Perhaps as well as a dungeon in space (which I do want to attempt some time) I could cook up a siege-based adventure. All I’d need is a well-described location for the Fists to defend, well stocked with secrets to discover, weapons to deploy, Scouts to order about and so on, and a series of events to correspond to the attackers’ various gambits before the relieving force arrives to scatter the attacking army. Furious combat against the onrushing hordes could be alternated with roleplaying the desperate lives of the Fists within the fortress walls, as in the brief lulls between assaults the battle-brothers experience hope, despair, the anguish of bereavement, the comfort of brotherhood, and maybe even love.

As for the new recruits’ future? Well, Kyme had his disciplinary session with the Librarian. We didn’t fully roleplay it, but I did make a toughness roll for him – he got a really good roll so I ruled that, like Lexandro in Space Marine, he underwent an ecstatic experience in the Pain Glove despite not yet being infused with the geneseed of Rogal Dorn, which pleased Kyra to no end because he’d become her favourite recruit. As for the others, their ordeal is yet to come…

Oh dear God.
This is what the fresh meat have to look forward to.

Lessons Learned

The plus side to the session being a bit of a mixed bag, of course, is that I had somewhat more meaty lessons to learn from it.

  • If the players are excited about their characters and want to see what happens next, then you’ve done your job.
  • NEVER assume FFG understand their own system.
  • Hordes are for weaklings. Do not make hordes of monsters that are meant to be individually dangerous. Genestealers do not come in Hordes. Chaos Marines do not come in Hordes. C’tan do not come in Hordes.
  • You are not a computer.
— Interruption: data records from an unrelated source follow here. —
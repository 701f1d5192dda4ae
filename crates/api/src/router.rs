//! Route registration with automatic error funnelling.

use std::collections::{HashMap, HashSet};
use std::sync::Arc;

use axum::extract::Request;
use axum::handler::Handler;
use axum::http::StatusCode;
use axum::response::{IntoResponse, Response};
use axum::routing::{on, MethodFilter};
use axum::{Json, Router};
use serde_json::Value;

use minuscule_core::ConfigError;

use crate::config::WebConfig;
use crate::context::RequestContext;
use crate::reporter::ErrorReporter;
use crate::step::{BoxedStep, Step};

#[derive(Debug, Copy, Clone, PartialEq, Eq, Hash)]
enum Verb {
    Get,
    Post,
    Put,
    Patch,
    Delete,
}

impl Verb {
    fn parse(raw: &str) -> Result<Self, ConfigError> {
        match raw.to_ascii_lowercase().as_str() {
            "get" => Ok(Verb::Get),
            "post" => Ok(Verb::Post),
            "put" => Ok(Verb::Put),
            "patch" => Ok(Verb::Patch),
            "delete" | "del" => Ok(Verb::Delete),
            _ => Err(ConfigError::InvalidVerb(raw.to_string())),
        }
    }

    fn filter(self) -> MethodFilter {
        match self {
            Verb::Get => MethodFilter::GET,
            Verb::Post => MethodFilter::POST,
            Verb::Put => MethodFilter::PUT,
            Verb::Patch => MethodFilter::PATCH,
            Verb::Delete => MethodFilter::DELETE,
        }
    }
}

/// Registers step chains on an axum [`Router`].
///
/// Every chain runs its steps in order against one [`RequestContext`]. The
/// first failing step is handed to the [`ErrorReporter`], which logs it and
/// answers the request; later steps never run. When every step succeeds the
/// last step's value is the response body.
///
/// Middleware added with [`Minuscule::use_step`] runs before the steps of every
/// route registered after it.
pub struct Minuscule {
    router: Router,
    middleware: Vec<BoxedStep>,
    /// Path shape to the path first registered with that shape.
    paths: HashMap<String, String>,
    registered: HashSet<(Verb, String)>,
    reporter: ErrorReporter,
    body_limit: usize,
}

impl Minuscule {
    /// Wrap `router`, the application object routes are added to.
    ///
    /// Routes already on `router` are not tracked: registering the same verb and
    /// path again makes axum panic. Add plain axum handlers through
    /// [`Minuscule::handler`] so conflicts surface as [`ConfigError`]s.
    pub fn new(router: Router, config: &WebConfig) -> Self {
        Self {
            router,
            middleware: Vec::new(),
            paths: HashMap::new(),
            registered: HashSet::new(),
            reporter: ErrorReporter::new(config),
            body_limit: config.body_limit,
        }
    }

    /// Add a middleware step for routes registered from now on.
    pub fn use_step(&mut self, step: impl Step) -> &mut Self {
        self.middleware.push(Arc::new(step));
        self
    }

    /// Register `steps` for `verb` (`get`, `post`, `put`, `patch`, `delete`) on `path`.
    pub fn route(
        &mut self,
        verb: &str,
        path: &str,
        steps: Vec<BoxedStep>,
    ) -> Result<&mut Self, ConfigError> {
        if steps.is_empty() {
            Verb::parse(verb)?;
            return Err(ConfigError::NoSteps {
                verb: verb.to_string(),
                path: path.to_string(),
            });
        }
        let parsed = self.claim(verb, path)?;

        let chain: Arc<[BoxedStep]> = self.middleware.iter().cloned().chain(steps).collect();
        tracing::debug!(verb = ?parsed, path, steps = chain.len(), "registered route");

        let reporter = self.reporter;
        let body_limit = self.body_limit;
        let handler = move |request: Request| {
            let chain = Arc::clone(&chain);
            async move { run_chain(&chain, reporter, body_limit, request).await }
        };

        self.router = std::mem::take(&mut self.router).route(path, on(parsed.filter(), handler));
        Ok(self)
    }

    pub fn get(&mut self, path: &str, steps: Vec<BoxedStep>) -> Result<&mut Self, ConfigError> {
        self.route("get", path, steps)
    }

    pub fn post(&mut self, path: &str, steps: Vec<BoxedStep>) -> Result<&mut Self, ConfigError> {
        self.route("post", path, steps)
    }

    pub fn put(&mut self, path: &str, steps: Vec<BoxedStep>) -> Result<&mut Self, ConfigError> {
        self.route("put", path, steps)
    }

    pub fn patch(&mut self, path: &str, steps: Vec<BoxedStep>) -> Result<&mut Self, ConfigError> {
        self.route("patch", path, steps)
    }

    pub fn delete(&mut self, path: &str, steps: Vec<BoxedStep>) -> Result<&mut Self, ConfigError> {
        self.route("delete", path, steps)
    }

    /// Add a plain axum handler that bypasses the step chain, with the same
    /// conflict checks as [`Minuscule::route`].
    pub fn handler<H, T>(&mut self, verb: &str, path: &str, handler: H) -> Result<&mut Self, ConfigError>
    where
        H: Handler<T, ()>,
        T: 'static,
    {
        let parsed = self.claim(verb, path)?;
        tracing::debug!(verb = ?parsed, path, "registered plain handler");
        self.router = std::mem::take(&mut self.router).route(path, on(parsed.filter(), handler));
        Ok(self)
    }

    /// Validate `verb` and `path` and reserve them, or report why axum would reject them.
    fn claim(&mut self, verb: &str, path: &str) -> Result<Verb, ConfigError> {
        let parsed = Verb::parse(verb)?;
        if !path.starts_with('/') {
            return Err(ConfigError::InvalidPath(path.to_string()));
        }

        let shape = path_shape(path);
        if let Some(existing) = self.paths.get(&shape) {
            if existing != path {
                return Err(ConfigError::ConflictingPath {
                    path: path.to_string(),
                    existing: existing.clone(),
                });
            }
        }
        if self.registered.contains(&(parsed, shape.clone())) {
            return Err(ConfigError::DuplicateRoute {
                verb: verb.to_string(),
                path: path.to_string(),
            });
        }

        self.paths.entry(shape.clone()).or_insert_with(|| path.to_string());
        self.registered.insert((parsed, shape));
        Ok(parsed)
    }

    /// Hand the router back for serving.
    pub fn into_router(self) -> Router {
        self.router
    }
}

async fn run_chain(
    chain: &[BoxedStep],
    reporter: ErrorReporter,
    body_limit: usize,
    request: Request,
) -> Response {
    let (mut parts, body) = request.into_parts();
    let mut ctx = RequestContext::from_parts(&mut parts).await;

    if let Err(err) = ctx.read_body(body, body_limit).await {
        return reporter.report(&ctx, &err);
    }

    let mut result = Value::Null;
    for step in chain {
        match step.call(&mut ctx).await {
            Ok(value) => result = value,
            Err(err) => return reporter.report(&ctx, &err),
        }
    }
    reply(result)
}

/// `path` with every `:param` and `*wildcard` segment replaced by its marker,
/// so `/x/:id` and `/x/:name` share a shape.
fn path_shape(path: &str) -> String {
    path.split('/')
        .map(|segment| match segment.chars().next() {
            Some(':') => ":",
            Some('*') => "*",
            _ => segment,
        })
        .collect::<Vec<_>>()
        .join("/")
}

fn reply(value: Value) -> Response {
    match value {
        Value::Null => StatusCode::OK.into_response(),
        Value::String(text) => text.into_response(),
        other => Json(other).into_response(),
    }
}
Do not attempt to adjudicate a zerg rush.
  • A cakewalk is still a good combat encounter if the players feel awesome at the end of it.
  • If neither you nor the players know how to handle a tactical quandary, have them roll Tactics, make some shit up, and then make sure it’s game mechanically helpful.
  • Dan can appraise a system down to the average damage done by a monster in one session.
  • Players will consider it an honour to brand their recruits’ buttocks at the end of an adventure.
  • FFG should totes do a Space Hulk-themed megadungeon in space for Deathwatch.

4 thoughts on “Fists of Hubris – Part III: Extraction

    1. Sadly, it’s not an adaptation of the whole thing, or even a continuous extract of the whole thing – some artist wanted to approach GW to produce it and made three pages (which you can check out here) as a sort of example of the general approach they were going to take.

      For SOME REASON GW didn’t seem keen on the idea.